Benign adrenal
tumors cover a spectrum of lesions with distinct morphology and
steroid secretion. Current classification is empirical. Beyond a few driver mutations, pathophysiology is not well understood. Here, a pangenomic characterization of benign adrenocortical
tumors is proposed, aiming at unbiased classification and new pathophysiological insights. Benign adrenocortical
tumors (n = 146) were analyzed by transcriptome, methylome, miRNome, chromosomal alterations and mutational status, using expression arrays, methylation arrays,
miRNA sequencing, SNP arrays, and exome or targeted next-generation sequencing respectively. Pathological and hormonal data were collected for all
tumors. Pangenomic analysis identifies four distinct molecular categories: (1)
tumors responsible for overt Cushing, gathering distinct
tumor types, sharing a common cAMP/PKA pathway activation by distinct mechanisms; (2)

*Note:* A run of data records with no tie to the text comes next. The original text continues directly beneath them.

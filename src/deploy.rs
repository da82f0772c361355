//! Deploy info lookup from the deployment gist

use anyhow::{bail, Context, Result};
use reqwest::StatusCode;
use serde::{Deserialize, Serialize};
use std::collections::HashMap;

use crate::config::GistConfig;

const USER_AGENT: &str = concat!("mosaic-readme/", env!("CARGO_PKG_VERSION"));

/// Latest deployment of the mosaic tile contract
#[derive(Debug, Clone, Default, PartialEq, Eq, Serialize)]
#[serde(rename_all = "PascalCase")]
pub struct DeployInfo {
    pub timestamp: String,
    pub mosaic_tile_address: String,
}

/// Body of `GET /gists/{id}`, reduced to what we read
#[derive(Debug, Default, Deserialize)]
pub struct Gist {
    #[serde(default)]
    pub files: Option<HashMap<String, GistFile>>,
}

#[derive(Debug, Default, Deserialize)]
pub struct GistFile {
    #[serde(default)]
    pub content: Option<String>,
}

/// Deploy record stored as JSON text inside the gist file
#[derive(Debug, Default, Deserialize)]
struct DeployRecord {
    #[serde(default)]
    timestamp: Option<String>,
    #[serde(default)]
    job: Option<DeployJob>,
}

#[derive(Debug, Default, Deserialize)]
struct DeployJob {
    #[serde(default)]
    data: Option<DeployData>,
}

#[derive(Debug, Default, Deserialize)]
struct DeployData {
    #[serde(default)]
    mosaic_tile_address: Option<String>,
}

impl From<DeployRecord> for DeployInfo {
    fn from(record: DeployRecord) -> Self {
        let mosaic_tile_address = record
            .job
            .and_then(|job| job.data)
            .and_then(|data| data.mosaic_tile_address)
            .unwrap_or_default();

        Self {
            timestamp: record.timestamp.unwrap_or_default(),
            mosaic_tile_address,
        }
    }
}

/// Outcome of looking for the deploy file in a gist
#[derive(Debug)]
pub enum DeployLookup {
    /// File present and its content parsed
    Found(DeployInfo),
    /// No file with that exact name
    Missing,
    /// File present but its content is not a deploy record
    Unparseable(serde_json::Error),
}

impl DeployLookup {
    /// Collapse the lookup into a value; anything but `Found` is the zero value
    pub fn into_info(self) -> DeployInfo {
        match self {
            DeployLookup::Found(info) => info,
            DeployLookup::Missing => {
                tracing::info!("no deploy file in gist, leaving deploy info empty");
                DeployInfo::default()
            }
            DeployLookup::Unparseable(e) => {
                tracing::warn!(error = %e, "failed to parse deploy file, leaving deploy info empty");
                DeployInfo::default()
            }
        }
    }
}

/// Find `file_name` among the gist files and parse its content
pub fn find_deploy(files: &HashMap<String, GistFile>, file_name: &str) -> DeployLookup {
    let Some(file) = files.get(file_name) else {
        return DeployLookup::Missing;
    };

    let content = file.content.as_deref().unwrap_or_default();
    match serde_json::from_str::<DeployRecord>(content) {
        Ok(record) => DeployLookup::Found(record.into()),
        Err(e) => DeployLookup::Unparseable(e),
    }
}

/// Decode a gist response body and extract the deploy info.
///
/// Only a malformed top-level document is an error.
pub fn parse_gist(body: &str, file_name: &str) -> Result<DeployInfo> {
    let gist: Gist = serde_json::from_str(body).context("Failed to decode gist response")?;
    let files = gist.files.unwrap_or_default();
    tracing::debug!(files = ?files.keys().collect::<Vec<_>>(), "gist files");

    Ok(find_deploy(&files, file_name).into_info())
}

/// Fetch the gist and return the deploy info it holds
pub async fn fetch_latest(config: &GistConfig) -> Result<DeployInfo> {
    let url = format!(
        "{}/gists/{}",
        config.api_url.trim_end_matches('/'),
        config.gist_id
    );
    tracing::info!(%url, "fetching deploy info");

    let client = reqwest::Client::new();
    let response = client
        .get(&url)
        .header("Authorization", format!("token {}", config.token))
        .header("User-Agent", USER_AGENT)
        .header("Accept", "application/vnd.github.v3+json")
        .send()
        .await
        .context("Failed to fetch gist")?;

    let status = response.status();
    if status == StatusCode::NOT_FOUND {
        tracing::warn!(gist_id = %config.gist_id, "gist not found, leaving deploy info empty");
        return Ok(DeployInfo::default());
    }
    if !status.is_success() {
        bail!("Failed to fetch gist: HTTP {}", status);
    }

    let body = response.text().await.context("Failed to read gist response")?;
    parse_gist(&body, &config.deploy_file)
}
//! Content fingerprints for component directories

use anyhow::{Context, Result};
use serde::Serialize;
use sha2::{Digest, Sha256};
use std::fs;
use std::path::Path;
use walkdir::WalkDir;

use crate::config::PathsConfig;

/// Number of hex characters kept from the SHA-256 digest
pub const FINGERPRINT_LEN: usize = 8;

/// Fingerprints of the components listed in the README
#[derive(Debug, Clone, Default, PartialEq, Eq, Serialize)]
#[serde(rename_all = "PascalCase")]
pub struct ComponentHashes {
    pub frontend: String,
    pub mosaic_tile: String,
}

impl ComponentHashes {
    /// Hash the frontend directory, then the mosaic tile contract directory
    pub fn compute(paths: &PathsConfig) -> Result<Self> {
        let frontend = hash_directory(&paths.frontend).context("Error calculating frontend hash")?;
        tracing::debug!(path = %paths.frontend.display(), hash = %frontend, "hashed frontend");

        let mosaic_tile =
            hash_directory(&paths.mosaic_tile).context("Error calculating mosaic tile hash")?;
        tracing::debug!(path = %paths.mosaic_tile.display(), hash = %mosaic_tile, "hashed mosaic tile");

        Ok(Self {
            frontend,
            mosaic_tile,
        })
    }
}

/// Fingerprint everything under `root`.
///
/// Entries are visited in file-name order at each level and every
/// non-directory entry's bytes go into one running digest, so the result
/// depends on both content and layout. Symlinks are not followed while
/// walking but are read through. Any walk or read error aborts the hash.
pub fn hash_directory(root: &Path) -> Result<String> {
    let mut hasher = Sha256::new();

    for entry in WalkDir::new(root).sort_by_file_name() {
        let entry = entry.with_context(|| format!("Failed to walk {}", root.display()))?;
        if entry.file_type().is_dir() {
            continue;
        }

        let data = fs::read(entry.path())
            .with_context(|| format!("Failed to read {}", entry.path().display()))?;
        hasher.update(&data);
    }

    let digest = format!("{:x}", hasher.finalize());
    Ok(digest[..FINGERPRINT_LEN].to_string())
}
//! mosaic-readme library - regenerates the project README from a template
//!
//! This library provides the core functionality for the `mosaic-readme` CLI tool.

pub mod cli;
pub mod commands;
pub mod config;
pub mod deploy;
pub mod hasher;
pub mod logging;
pub mod report;
pub mod template;
pub mod templates;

adenomas with mild autonomous
cortisol excess and non-functioning
adenomas, associated with
beta-catenin mutations; (3) primary macronodular
hyperplasia with ARMC5 mutations, showing an ovarian expression signature; (4)
aldosterone-producing
adrenocortical adenomas, apart from other benign
tumors. Epigenetic alterations and steroidogenesis seem associated, including CpG island hypomethylation in
tumors with no or mild
cortisol secretion,
miRNA patterns defining specific molecular groups, and direct regulation of steroidogenic
enzyme expression by methylation. Chromosomal alterations and somatic mutations are subclonal, found in less than 2/3 of cells. New pathophysiological insights, including distinct molecular signatures supporting the difference between mild autonomous
cortisol excess and overt Cushing, ARMC5 implication into the adreno-gonadal differentiation faith, and the subclonal nature of driver alterations in benign
tumors, will orient future research. This first genomic classification provides a large amount of data as a starting point.